Dua divisi, dengan total hampir 22.000 orang, berkumpul di tepi timur sungai. Unggul dalam hal jumlah, kekuatan dan pengalaman, belum lagi tradisi panjang kemenangan medan perang, mereka yakin akan dengan mudah meluluhlantakkan masyarakat yang mereka anggap sebagai pemberontak yang bersembunyi di hutan dan rawa-rawa di sisi sungai lainnya.
Tanda diberikan dan tembakan artileri pertama dilesatkan. Para prajurit bergerak, menyeberangi sungai. Dalam waktu tiga hari, dua divisi dimusnahkan ini, dan kepala komandan mereka dipenggal dan dikirim kembali melintasi garis sebagai pesan: Jangan kembali.
Ini bukan pertempuran dari hari-hari terburuk dari perang di Afghanistan atau Irak. Itu Pertempuran Hutan Teutoburg, sembilan tahun setelah kelahiran Kristus, di tempat yang sekarang ada di barat laut Jerman. Sebuah pertempuran yang disebut mengubah jalannya sejarah karena menandai batas selamanya Kekaisaran Romawi yang tidak akan pernah masuk ke timur Rhine .
Hampir 2.000 tahun kemudian, Amerika menyeberangi semacam Rhine , di Vietnam. Seperti Roma, militer AS tampaknya hampir tak terkalahkan. Dan seperti legiun Roma pada tahun 9, Angkatan Darat AS akan pulih dari bencana Indochina , mempersenjatai diri lagi dan bertempur lagi. Tetapi para pemimpin politik gagal belajar banyak dari apa yang terjadi Vietnam , di mana kerugian sangat mahal dan kemenangan menjadi lebih umum daripada kemenangan yang menentukan.
Yang pasti, Amerika Serikat memenangkan Perang Dingin tanpa berjuang pasukan Soviet. Tapi karena kekalahan memalukan di Vietnam, Amerika telah terlibat dalam serangkaian konflik militer yang signifikan dan muncul sebagai pemenang hanya dua kali yakni ketika memukul mundur Saddam Hussein dari Kuwait pada tahun 1991 dan pemboman Serbia pada tahun 1995. Baru-baru ini, setelah mereka mengklaim dengan cepat kemenangan dramatis di Irak dan Afghanistan, yang terjadi kemudian justru perang gerilya yang sangat berat dan lama, yang memunculkan benih-benih yang tumbuh menjadi Negara Islam, atau ISIS.

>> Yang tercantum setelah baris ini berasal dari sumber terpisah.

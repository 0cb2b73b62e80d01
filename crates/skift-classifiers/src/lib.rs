//! skift-classifiers: estimator-style adapters for fastText text classifiers.
//!
//! An adapter takes tabular input (`X`, rows by columns) and targets (`y`),
//! picks the text column with one of four input selectors, writes the
//! examples to a scratch file in fastText's `__label__<label> <text>` format
//! and trains a model through the [`TextModel`](models::text_model::TextModel)
//! interface. Fitted adapters predict labels (in their original type) and
//! class-probability rows ordered by the classes seen at fit time.
//!
//! Trained models are opaque native state; persistence round-trips them
//! through a scratch file into raw bytes. The native fastText engine lives
//! behind the `fasttext` feature so the crate builds without a C++ toolchain.
pub mod config;
pub mod data;
pub mod error;
pub mod io;
pub mod models;

pub use config::{AdapterConfig, OptionValue, Params, TrainOptions};
pub use data::{Cell, Column, DType, Features, Frame, Label, Targets};
pub use error::{ClassifierError, Result};
pub use models::adapter::FtClassifier;
pub use models::classifier_trait::Classifier;
pub use models::selector::InputSelector;
pub use models::text_model::{Prediction, TextModel};

#[cfg(feature = "fasttext")]
pub use models::fasttext::FastTextModel;
use anyhow::Result;

use skift_classifiers::{
    Cell, FastTextModel, Frame, FtClassifier, Label, Targets, TrainOptions,
};

fn main() -> Result<()> {
    env_logger::init();

    // Two tiny classes; fastText needs a few epochs to separate them
    let df = Frame::from_labeled_rows(
        vec![Label::from("txt"), Label::from("lbl")],
        vec![
            vec![Cell::from("woof woof"), Cell::from(0)],
            vec![Cell::from("meow meow"), Cell::from(1)],
            vec![Cell::from("bark woof growl"), Cell::from(0)],
            vec![Cell::from("purr meow hiss"), Cell::from(1)],
        ],
    )?;
    let y = Targets::from_column(&df, &Label::from("lbl"))?;

    let options = TrainOptions::new()
        .with("epoch", 50)
        .with("lr", 1.0);
    let mut clf = FtClassifier::<FastTextModel>::col_lbl_based("txt", options);
    clf.fit(&df, y)?;
    println!("Fitted {:?}", clf);

    let test = Frame::from_labeled_rows(
        vec![Label::from("txt")],
        vec![vec!["woof lol"], vec!["meow lolz"]],
    )?;
    let preds = clf.predict(&test)?;
    let probas = clf.predict_proba(&test)?;
    for (i, label) in preds.iter().enumerate() {
        println!("row {}: {} (probabilities {:?})", i, label, probas.row(i).to_vec());
    }

    let path = std::env::temp_dir().join("woof_meow_clf.json");
    clf.save(&path)?;
    let restored = FtClassifier::<FastTextModel>::load(&path)?;
    println!("Restored predictions: {:?}", restored.predict(&test)?);
    std::fs::remove_file(&path)?;

    Ok(())
}
pub mod adapter;
pub mod classifier_trait;
pub mod codec;
pub mod factory;
#[cfg(feature = "fasttext")]
pub mod fasttext;
pub mod labels;
pub mod persist;
pub mod selector;
pub mod text_model;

Dalam laporan khususnya Newsweek disebutkan pada ulang tahun ke-40 dari berakhirnya perang Vietnam, tampaknya tepat untuk bertanya: Dapatkah Amerika menang perang? Dengan melihat pada situasi terkini terkait nuklir Iran , intrik Rusia, gangguan-gangguan China hingga Korea Utara?
Dalam wawancara dengan Newsweek, para ahli militer, strategi, sejarawan dan mantan pejabat pemerintah mengatakan bahwa ketika harus perang dengan Rusia, China atau Iran, Amerika akan menghadapi perang berlarut-larut tanpa kemenangan yang jelas.
Untuk sebuah negara dengan militer terbaik di dunia, hal ini tampak seperti paradoks. Dengan anggaran pertahanan tahunan mencapai puncak hingga US$500 miliar sejak 9/11, militer Amerika tak tertandingi dalam jangkauan global, kecanggihan teknologi dan kekuatan destruktif. Pembom siluman Amerika dan cyberwarriors, dapat melumpuhkan musuh utama.
Namun dalam jenis perang yang dihadapi Amerika Serikat kini, senjata baru mungkin kurang penting daripada berpikir kreatif. Serangan bom dan pesawat, belum lagi kemampuan pengawasan elektronik yang kuat dari National Security Agency (NSA), faktanya belum bisa mencapai kemenangan atas Taliban atau ISIS . Memang, teknologi penting tetapi, bahkan militer AS belum menemukan cara untuk menetralisir alat peledak improvisasi, salah satu yang dihadapi di medan perang saat ini.
Jajak pendapat mengatakan Washington sebenarnya lelah dalam konflik asing. Dan strategi AS sekarang harus menggunakan cara lain untuk menemukan sesuatu yang menyerupai kemenangan. Andrew Bacevich, seorang mantan kolonel Angkatan Darat, dan veteran perang Vietnam yang sekarang mengajar di Boston University, mengatakan, saatnya untuk “mengakui batas-batas kekuatan kita, untuk mengakui keterbatasan utilitas kekuatan.”